Douloureuse rotule à la recherche du mouvement résolu

les cliquets des vertébrales décoincent dans l’éloignement du quai

sur le lé de côte un vol d’oies sauvages s’est attelé

ça vole gars

le cabestan du bassin ouvre l’écluse des cuisses en estuaire

monte alors du soupirail l’odeur de croissant chaud

que les mains au trottoir chargent dans le tri porteur

nous laisserons les seins de marbre aux carrières pour sentir battre la ligne de vie à la paume

j’amène le soleil pour charger le rayon à cul d’un bord à l’autre des ridelles.
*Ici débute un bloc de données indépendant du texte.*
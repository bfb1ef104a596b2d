use crate::analyzer::Analyzer;
use crate::config::AnalyzerConfig;
use crate::core::formula_engine::optimize_formula;
use crate::error::SheetcheckResult;
use crate::repository::JsonDirRepository;
use crate::types::{AnalysisResult, Finding, Severity};
use colored::Colorize;
use std::path::PathBuf;

const SEVERITIES: [Severity; 4] = [
    Severity::Critical,
    Severity::High,
    Severity::Medium,
    Severity::Low,
];

/// Options for the analyze command
#[derive(Debug, Clone, Default)]
pub struct AnalyzeOptions {
    /// Print the result as JSON instead of the colored report
    pub json: bool,
    /// YAML config file
    pub config: Option<PathBuf>,
    /// Overrides the config file's streaming threshold
    pub streaming_threshold: Option<u64>,
    /// Overrides the config file's memory ceiling
    pub memory_ceiling: Option<u64>,
    /// Keep the result as JSON in this directory
    pub store: Option<PathBuf>,
}

/// Effective configuration: file (or defaults) with command-line overrides on top
pub fn resolve_config(options: &AnalyzeOptions) -> SheetcheckResult<AnalyzerConfig> {
    let mut config = match &options.config {
        Some(path) => AnalyzerConfig::load(path)?,
        None => AnalyzerConfig::default(),
    };
    if let Some(threshold) = options.streaming_threshold {
        config.streaming_threshold_bytes = threshold;
    }
    if let Some(ceiling) = options.memory_ceiling {
        config.memory_ceiling_bytes = ceiling;
    }
    config.validate()?;
    Ok(config)
}

/// Execute the analyze command. Returns whether the analysis completed.
pub fn analyze(file: PathBuf, options: AnalyzeOptions) -> SheetcheckResult<bool> {
    let config = resolve_config(&options)?;
    let bytes = std::fs::read(&file)?;
    let mut analyzer = Analyzer::new(config);

    let (result, stored_id) = match &options.store {
        Some(dir) => {
            let mut repository = JsonDirRepository::open(dir)?;
            let stored = analyzer.analyze_and_store(&bytes, &mut repository)?;
            (stored.result, Some(stored.id))
        }
        None => (analyzer.analyze(&bytes), None),
    };

    if options.json {
        println!("{}", serde_json::to_string_pretty(&result)?);
    } else {
        print_report(&file, &result);
        if let Some(id) = stored_id {
            println!("   Stored as {}", id.bright_blue());
        }
    }

    Ok(result.success)
}

fn print_report(file: &std::path::Path, result: &AnalysisResult) {
    println!("{}", "🔍 Sheetcheck - Workbook analysis".bold().green());
    println!("   File: {}", file.display());
    println!(
        "   Method: {} | {:.1} ms | {} sheets, {} rows, {} cells",
        result.performance.method.to_string().cyan(),
        result.performance.elapsed_time,
        result.metadata.total_sheets,
        result.metadata.total_rows,
        result.metadata.total_cells
    );
    println!();

    if !result.success {
        println!("{}", "❌ Analysis failed: the workbook could not be read".bold().red());
        return;
    }

    if result.findings.is_empty() {
        println!("{}", "✅ No issues found".bold().green());
        return;
    }

    for severity in SEVERITIES {
        let group: Vec<&Finding> = result
            .findings
            .iter()
            .filter(|f| f.severity == severity)
            .collect();
        if group.is_empty() {
            continue;
        }
        println!("{}", severity_heading(severity, group.len()));
        for finding in group {
            print_finding(finding);
        }
        println!();
    }

    println!("{}", format!("📋 {}", result.summary.message).bold());
}

fn severity_heading(severity: Severity, count: usize) -> String {
    let heading = format!("{} ({count})", severity.to_string().to_uppercase());
    match severity {
        Severity::Critical => heading.bold().red().to_string(),
        Severity::High => heading.red().to_string(),
        Severity::Medium => heading.yellow().to_string(),
        Severity::Low => heading.bright_black().to_string(),
    }
}

fn print_finding(finding: &Finding) {
    let fixable = if finding.auto_fixable { " [fixable]" } else { "" };
    println!(
        "   {} {}{}",
        finding.location.to_string().bright_blue(),
        finding.description,
        fixable.green()
    );
    if let Some(value) = &finding.value {
        println!("      {}", value.dimmed());
    }
    println!("      → {}", finding.suggestion);
}

/// Execute the optimize command
pub fn optimize(formula: String, json: bool) -> SheetcheckResult<()> {
    let optimization = optimize_formula(&formula);

    if json {
        println!("{}", serde_json::to_string_pretty(&optimization)?);
        return Ok(());
    }

    println!("{}", "⚡ Sheetcheck - Formula optimizer".bold().green());
    println!("   Formula: {}", optimization.original);
    println!();

    if !optimization.has_suggestions() {
        println!("{}", "✅ Nothing to optimize".green());
        return Ok(());
    }

    if optimization.is_rewritten() {
        println!("   Optimized: {}", optimization.optimized.bold().green());
    }
    for advice in &optimization.advice {
        match &advice.replacement {
            Some(replacement) => println!("   • {} → {}", advice.message, replacement.cyan()),
            None => println!("   • {}", advice.message),
        }
    }
    Ok(())
}

#[cfg(test)]
#[path = "commands_tests.rs"]
mod tests;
Niala-Loisobleu – 12 Octobre 2021

GRATTE-CHAIR


GRATTE-CHAIR

Il ne contait pas les heures de sa marche au confluent du rein, Wagner s’étant chargé de faire les cuivres pour redonner ce brillant à la femme qui manquait par vestale du genre impossible à comprendre et asseoir au char-à-bancs d’un quotidien où la vie de chien est pleine de nuances

Faut-île faire sa croix sans nager ?

Sans doute le fait qu’il venait de démarcher le 3ème rappel boostait son né pôles, le subconscient malmené d’aujourd’hui manque de contacts, serrer la main des yeux dans les yeux de quelqu’un ça est autre chose qu’un like sur le net

Et joyeux de retrouver ses repères, il sentit la couleur prendre de nouveau chair dans sa vie ordinaire, l’amphithéâtre d’apprentissage de l’autopsie c’est bien si la chair ne prend le nom de viande et que le corps demeure ce qu’il faut en connaître d’humanisme

Les doigts vont à la rencontre des toiles

Seins sans laisse comme oiseaux sans cage

Voici l’arbre debout et l’ô live dénoyauté en direct

Un bleu infini partagé.

Niala-Loisobleu – 11 Octobre 2021

JE T’AI CRI 1



JE T’AI CRI 1

D’eau gardée inséparée de son sel

des mers avec toujours l’île attachée en annexe et bien sûr l’encre indélébile accrochée au fond rocheux

Quand plus à l’ouest je roule, ce sud qui me colle par attachement se mélange au profil de la coque en son port local

et me fait en vie de t’écrire à mon tour. Une mouette de passage glisse son cri au bout d’un tuyau d’orgue sorti de la boîte de couleurs que tes seins étalent au grand large. Quel retable je vois là. Partout une pierre inscrit le bois d’une guitare au moment où passe un chat noir

Ces herbes sauvages que je pousse à l’intérieur des viroles de mes pinceaux

Et voilà le kaléidoscope se la joue derviche

.Grenade sort l’Alhambra de la boite de Pandore, aucune erreur possible, le Generalife n’est pas douteux, la première visite que je lui rendis démarra de Bretagne un jour où je sentis ma conquête en besoin de

s’allumer

Le manège de l’enfant que je suis demeuré garde en rennes un cheval qui ne sera jamais de bois

j’y suis retourné le chercher

Et j’ai vu ton empreinte aux landes et fougères

Nue sans contingence comme seule la vérité qui ne ment pas s’habille au quotidien

Avant de signer je laisse les mots-peints gratter la guitare pour avancer une autre semaine aussi belle que je puisse en tirer la graine.